Modeling Category-Selective Cortical Regions with Topographic Variational Autoencoders
This addresses the problem of understanding brain organization for neuroscientists and AI researchers, but it is incremental as it builds on existing supervised approaches like TDANN.
The paper tackled modeling category-selective cortical regions like the Fusiform Face Area by using a Topographic Variational Autoencoder in an unsupervised manner, resulting in spatially dense neural clusters selective to faces, bodies, and places as shown through visualized Cohen's d metric maps.

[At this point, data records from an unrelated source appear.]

//! End-to-end tests for the public sanitise API.
//!
//! These tests exercise the integration of:
//! - `Sanitise` derive traversal for structs and enums,
//! - context matching (lists, wildcard, empty tokens), and
//! - container traversal for common standard library types.

use std::collections::{BTreeMap, HashMap};

use sanitise::{
    sanitise, sanitise_in_place, Dynamic, KeyPolicy, Sanitise, SanitiseError, SanitiseExt,
    Sanitiser, SelfSanitise,
};

#[derive(Clone, Debug, Default, PartialEq, Sanitise)]
struct Record {
    #[sanitise("ctxA")]
    a: String,
    b: i64,
}

fn record() -> Record {
    Record {
        a: "secret".into(),
        b: 7,
    }
}

#[test]
fn test_tagged_field_is_masked_under_its_context() {
    let clean = sanitise(&record(), "ctxA").unwrap();
    assert_eq!(
        clean,
        Record {
            a: String::new(),
            b: 7
        }
    );
}

#[test]
fn test_other_contexts_leave_value_untouched() {
    assert_eq!(sanitise(&record(), "ctxB").unwrap(), record());
    assert_eq!(sanitise(&record(), "").unwrap(), record());
}

#[test]
fn test_source_is_never_mutated() {
    let source = record();
    let _ = sanitise(&source, "ctxA").unwrap();
    assert_eq!(source, record());
}

#[derive(Debug, Default, Sanitise)]
struct Chain {
    #[sanitise("ctxA")]
    next: Option<Box<Chain>>,
    label: String,
}

#[test]
fn test_tagged_pointer_becomes_none() {
    let chain = Chain {
        next: Some(Box::new(Chain::default())),
        label: "head".into(),
    };
    let clean = sanitise(&chain, "ctxA").unwrap();
    assert!(clean.next.is_none());
    assert_eq!(clean.label, "head");

    let kept = sanitise(&chain, "ctxB").unwrap();
    assert!(kept.next.is_some());
}

#[test]
fn test_map_values_are_sanitised_and_string_keys_kept() {
    let mut map = HashMap::new();
    map.insert("k".to_string(), record());

    let clean = sanitise(&map, "ctxA").unwrap();
    assert_eq!(clean.len(), 1);
    let entry = clean.get("k").unwrap();
    assert_eq!(entry.a, "");
    assert_eq!(entry.b, 7);
}

#[derive(Clone, Debug, Default, PartialEq, Sanitise)]
#[sanitise(hook)]
struct Account {
    #[sanitise("ctxA")]
    password: String,
    seen_password: String,
    notes: String,
}

impl SelfSanitise for Account {
    fn sanitise(&mut self, context: &str) {
        // Records what the hook observed, then masks further.
        self.seen_password = self.password.clone();
        if context == "ctxA" {
            self.notes.clear();
        }
    }
}

#[test]
fn test_hook_runs_after_tag_masking() {
    let account = Account {
        password: "hunter2".into(),
        seen_password: String::new(),
        notes: "internal".into(),
    };

    let clean = sanitise(&account, "ctxA").unwrap();
    assert_eq!(clean.password, "");
    assert_eq!(clean.seen_password, "", "hook must never see the original");
    assert_eq!(clean.notes, "");

    let other = sanitise(&account, "ctxB").unwrap();
    assert_eq!(other.password, "hunter2");
    assert_eq!(other.seen_password, "hunter2");
    assert_eq!(other.notes, "internal");
}

#[derive(Clone, Debug, Default, PartialEq, Sanitise)]
struct Profile {
    #[sanitise("logs,audit")]
    email: String,
    #[sanitise("*")]
    token: String,
    #[sanitise("audit")]
    address: Address,
    billing: Address,
    tags: Vec<String>,
}

#[derive(Clone, Debug, Default, PartialEq, Sanitise)]
struct Address {
    #[sanitise("logs")]
    street: String,
    city: String,
}

fn profile() -> Profile {
    Profile {
        email: "ada@example.com".into(),
        token: "tok".into(),
        address: Address {
            street: "1 Main St".into(),
            city: "London".into(),
        },
        billing: Address {
            street: "2 Side St".into(),
            city: "Paris".into(),
        },
        tags: vec!["vip".into()],
    }
}

#[test]
fn test_sanitising_is_idempotent() {
    for context in ["logs", "audit", "other"] {
        let once = sanitise(&profile(), context).unwrap();
        let twice = sanitise(&once, context).unwrap();
        assert_eq!(once, twice, "context {context}");
    }
}

#[test]
fn test_untagged_fields_are_deep_equal() {
    let clean = sanitise(&profile(), "logs").unwrap();
    assert_eq!(clean.tags, profile().tags);
    assert_eq!(clean.billing.city, "Paris");
}

#[test]
fn test_wildcard_masks_under_every_context() {
    for context in ["logs", "audit", "anything", ""] {
        assert_eq!(sanitise(&profile(), context).unwrap().token, "");
    }
}

#[test]
fn test_masked_struct_is_zeroed_whole() {
    let clean = sanitise(&profile(), "audit").unwrap();
    assert_eq!(clean.address, Address::default());
    assert_eq!(clean.email, "");
    // `billing` is untagged: its `logs`-only street survives under `audit`.
    assert_eq!(clean.billing.street, "2 Side St");
}

#[test]
fn test_nested_tags_are_reached_through_untagged_fields() {
    let clean = sanitise(&profile(), "logs").unwrap();
    assert_eq!(clean.address.street, "");
    assert_eq!(clean.address.city, "London");
    assert_eq!(clean.billing.street, "");
    assert_eq!(clean.billing.city, "Paris");
}

#[derive(Clone, Debug, Default, PartialEq, Sanitise)]
struct Odd {
    #[sanitise("")]
    never: String,
    #[sanitise(" logs")]
    spaced: String,
    #[sanitise(",logs,")]
    padded: String,
}

#[test]
fn test_tokens_are_matched_verbatim() {
    let odd = Odd {
        never: "n".into(),
        spaced: "s".into(),
        padded: "p".into(),
    };

    let clean = sanitise(&odd, "logs").unwrap();
    assert_eq!(clean.never, "n");
    assert_eq!(clean.spaced, "s");
    assert_eq!(clean.padded, "");

    let clean = sanitise(&odd, " logs").unwrap();
    assert_eq!(clean.spaced, "");

    let clean = sanitise(&odd, "").unwrap();
    assert_eq!(clean, odd);
}

#[derive(Clone, Debug, PartialEq, Sanitise)]
enum Credential {
    Password(#[sanitise("logs")] String),
    ApiKey {
        #[sanitise("logs,audit")]
        key: String,
        owner: String,
    },
    Anonymous,
}

#[test]
fn test_enum_variants_keep_their_shape() {
    assert_eq!(
        sanitise(&Credential::Password("pw".into()), "logs").unwrap(),
        Credential::Password(String::new())
    );

    let key = Credential::ApiKey {
        key: "k".into(),
        owner: "ops".into(),
    };
    assert_eq!(
        sanitise(&key, "audit").unwrap(),
        Credential::ApiKey {
            key: String::new(),
            owner: "ops".into()
        }
    );

    assert_eq!(
        sanitise(&Credential::Anonymous, "logs").unwrap(),
        Credential::Anonymous
    );
}

#[derive(Clone, Debug, PartialEq, Sanitise)]
struct Pair(#[sanitise("logs")] String, u16);

#[derive(Clone, Debug, PartialEq, Sanitise)]
struct Marker;

#[test]
fn test_tuple_and_unit_structs() {
    assert_eq!(
        sanitise(&Pair("a".into(), 3), "logs").unwrap(),
        Pair(String::new(), 3)
    );
    assert_eq!(sanitise(&Marker, "logs").unwrap(), Marker);
}

#[derive(Clone, Debug, PartialEq, Sanitise)]
struct Envelope<T> {
    #[sanitise("logs")]
    meta: Option<T>,
    body: T,
}

#[test]
fn test_generic_containers() {
    let envelope = Envelope {
        meta: Some(record()),
        body: record(),
    };
    let clean = sanitise(&envelope, "ctxA").unwrap();
    assert_eq!(clean.meta.unwrap().a, "");
    assert_eq!(clean.body.a, "");

    let clean = sanitise(&envelope, "logs").unwrap();
    assert_eq!(clean.meta, None);
    assert_eq!(clean.body, record());
}

#[derive(Clone, Debug, PartialEq)]
struct External {
    raw: Vec<u8>,
}

impl Default for External {
    fn default() -> Self {
        Self { raw: vec![0] }
    }
}

#[derive(Clone, Debug, PartialEq, Sanitise)]
struct WithOpaque {
    #[sanitise(opaque)]
    kept: External,
    #[sanitise("logs", opaque)]
    dropped: External,
}

#[test]
fn test_opaque_fields_are_cloned_or_zeroed() {
    let value = WithOpaque {
        kept: External { raw: vec![1, 2] },
        dropped: External { raw: vec![3] },
    };
    let clean = sanitise(&value, "logs").unwrap();
    assert_eq!(clean.kept, External { raw: vec![1, 2] });
    assert_eq!(clean.dropped, External::default());
}

#[derive(Clone, Debug, PartialEq, Sanitise)]
struct RawNames {
    #[sanitise("logs")]
    r#type: String,
}

#[test]
fn test_raw_identifiers() {
    let value = RawNames {
        r#type: "t".into(),
    };
    assert_eq!(sanitise(&value, "logs").unwrap().r#type, "");
}

#[test]
fn test_sequences_keep_length_and_order() {
    let values = vec![record(), record()];
    let clean = sanitise(&values, "ctxA").unwrap();
    assert_eq!(clean.len(), 2);
    assert!(clean.iter().all(|r| r.a.is_empty() && r.b == 7));

    let array = [record(), record(), record()];
    let clean = sanitise(&array, "ctxA").unwrap();
    assert!(clean.iter().all(|r| r.a.is_empty()));
}

#[derive(Clone, Debug, Sanitise)]
struct Borrowed<'a> {
    #[sanitise("ctxA")]
    name: &'a str,
    id: u32,
}

#[derive(Clone, Debug, Sanitise)]
struct Holder<'a> {
    items: Vec<Borrowed<'a>>,
}

#[test]
fn test_borrowed_field_cannot_be_masked() {
    let holder = Holder {
        items: vec![
            Borrowed { name: "a", id: 1 },
            Borrowed { name: "b", id: 2 },
        ],
    };

    let err = sanitise(&holder, "ctxA").unwrap_err();
    assert_eq!(
        err,
        SanitiseError::UnwritableField {
            path: "items[0].name".to_string(),
            type_name: "&str",
        }
    );
    assert_eq!(
        err.to_string(),
        "cannot mask unwritable field `items[0].name` of type `&str`"
    );

    let kept = sanitise(&holder, "ctxB").unwrap();
    assert_eq!(kept.items[1].name, "b");
    assert_eq!(kept.items[1].id, 2);
}

#[derive(Debug, Sanitise)]
struct View<'a> {
    inner: &'a Record,
    #[sanitise("ctxB")]
    bytes: &'a [u8],
}

#[test]
fn test_borrowed_fields_of_any_type_are_shared_not_walked() {
    let source = record();
    let payload = [1_u8, 2, 3];
    let view = View {
        inner: &source,
        bytes: &payload,
    };

    // The borrowed record is shared with the source, so its tags do not apply.
    let clean = sanitise(&view, "ctxA").unwrap();
    assert!(std::ptr::eq(clean.inner, &source));
    assert_eq!(clean.inner.a, "secret");
    assert_eq!(clean.bytes, &payload[..]);

    let err = sanitise(&view, "ctxB").unwrap_err();
    assert_eq!(
        err,
        SanitiseError::UnwritableField {
            path: "bytes".to_string(),
            type_name: "&[u8]",
        }
    );
}

#[derive(Clone, Debug, PartialEq, Sanitise)]
struct Mixed<'a> {
    #[sanitise("ctxA")]
    owned: String,
    #[sanitise("ctxA")]
    borrowed: &'a str,
}

#[test]
fn test_in_place_leaves_value_untouched_on_error() {
    let mut value = Mixed {
        owned: "o".into(),
        borrowed: "b",
    };
    let err = sanitise_in_place(&mut value, "ctxA").unwrap_err();
    assert_eq!(err.path(), "borrowed");
    assert_eq!(value.owned, "o");

    let mut value = record();
    sanitise_in_place(&mut value, "ctxA").unwrap();
    assert_eq!(value.a, "");
}

#[derive(Debug, Sanitise)]
struct Event {
    #[sanitise("audit")]
    actor: String,
    payload: Dynamic,
    extra: Option<Dynamic>,
}

#[test]
fn test_dynamic_slots_use_concrete_type_tags() {
    let event = Event {
        actor: "ada".into(),
        payload: Box::new(record()),
        extra: Some(Box::new(42_u64)),
    };

    let clean = sanitise(&event, "ctxA").unwrap();
    assert_eq!(clean.actor, "ada");
    let payload = clean.payload.downcast_ref::<Record>().unwrap();
    assert_eq!(payload.a, "");
    assert_eq!(payload.b, 7);

    let extra = clean.extra.as_deref().unwrap();
    assert!(extra.is::<u64>());
    assert_eq!(extra.downcast_ref::<u64>(), Some(&42));

    let source = event.payload.downcast_ref::<Record>().unwrap();
    assert_eq!(source.a, "secret");
}

#[derive(Clone, Debug, Default, PartialEq, Eq, Hash, PartialOrd, Ord, Sanitise)]
struct UserKey {
    #[sanitise("logs")]
    email: String,
    id: u32,
}

#[test]
fn test_key_policy_controls_structured_keys() {
    let mut map = BTreeMap::new();
    map.insert(
        UserKey {
            email: "ada@example.com".into(),
            id: 1,
        },
        "v".to_string(),
    );

    let masked = sanitise(&map, "logs").unwrap();
    let key = masked.keys().next().unwrap();
    assert_eq!(key.email, "");
    assert_eq!(key.id, 1);

    let preserved = Sanitiser::new("logs")
        .key_policy(KeyPolicy::Preserve)
        .sanitise(&map)
        .unwrap();
    assert_eq!(preserved, map);
}

#[test]
fn test_extension_method_matches_free_function() {
    assert_eq!(record().sanitised("ctxA").unwrap(), sanitise(&record(), "ctxA").unwrap());
}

Category-selectivity in the brain describes the observation that certain spatially localized areas of the cerebral cortex tend to respond robustly and selectively to stimuli from specific limited categories. One of the most well known examples of category-selectivity is the Fusiform Face Area (FFA), an area of the inferior temporal cortex in primates which responds preferentially to images of faces when compared with objects or other generic stimuli. In this work, we leverage the newly introduced Topographic Variational Autoencoder to model the emergence of such localized category-selectivity in an unsupervised manner. Experimentally, we demonstrate our model yields spatially dense neural clusters selective to faces, bodies, and places through visualized maps of Cohen's d metric. We compare our model with related supervised approaches, namely the Topographic Deep Artificial Neural Network (TDANN) of Lee et al., and discuss both theoretical and empirical similarities. Finally, we show preliminary results suggesting that our model yields a nested spatial hierarchy of increasingly abstract categories, analogous to observations from the human ventral temporal cortex.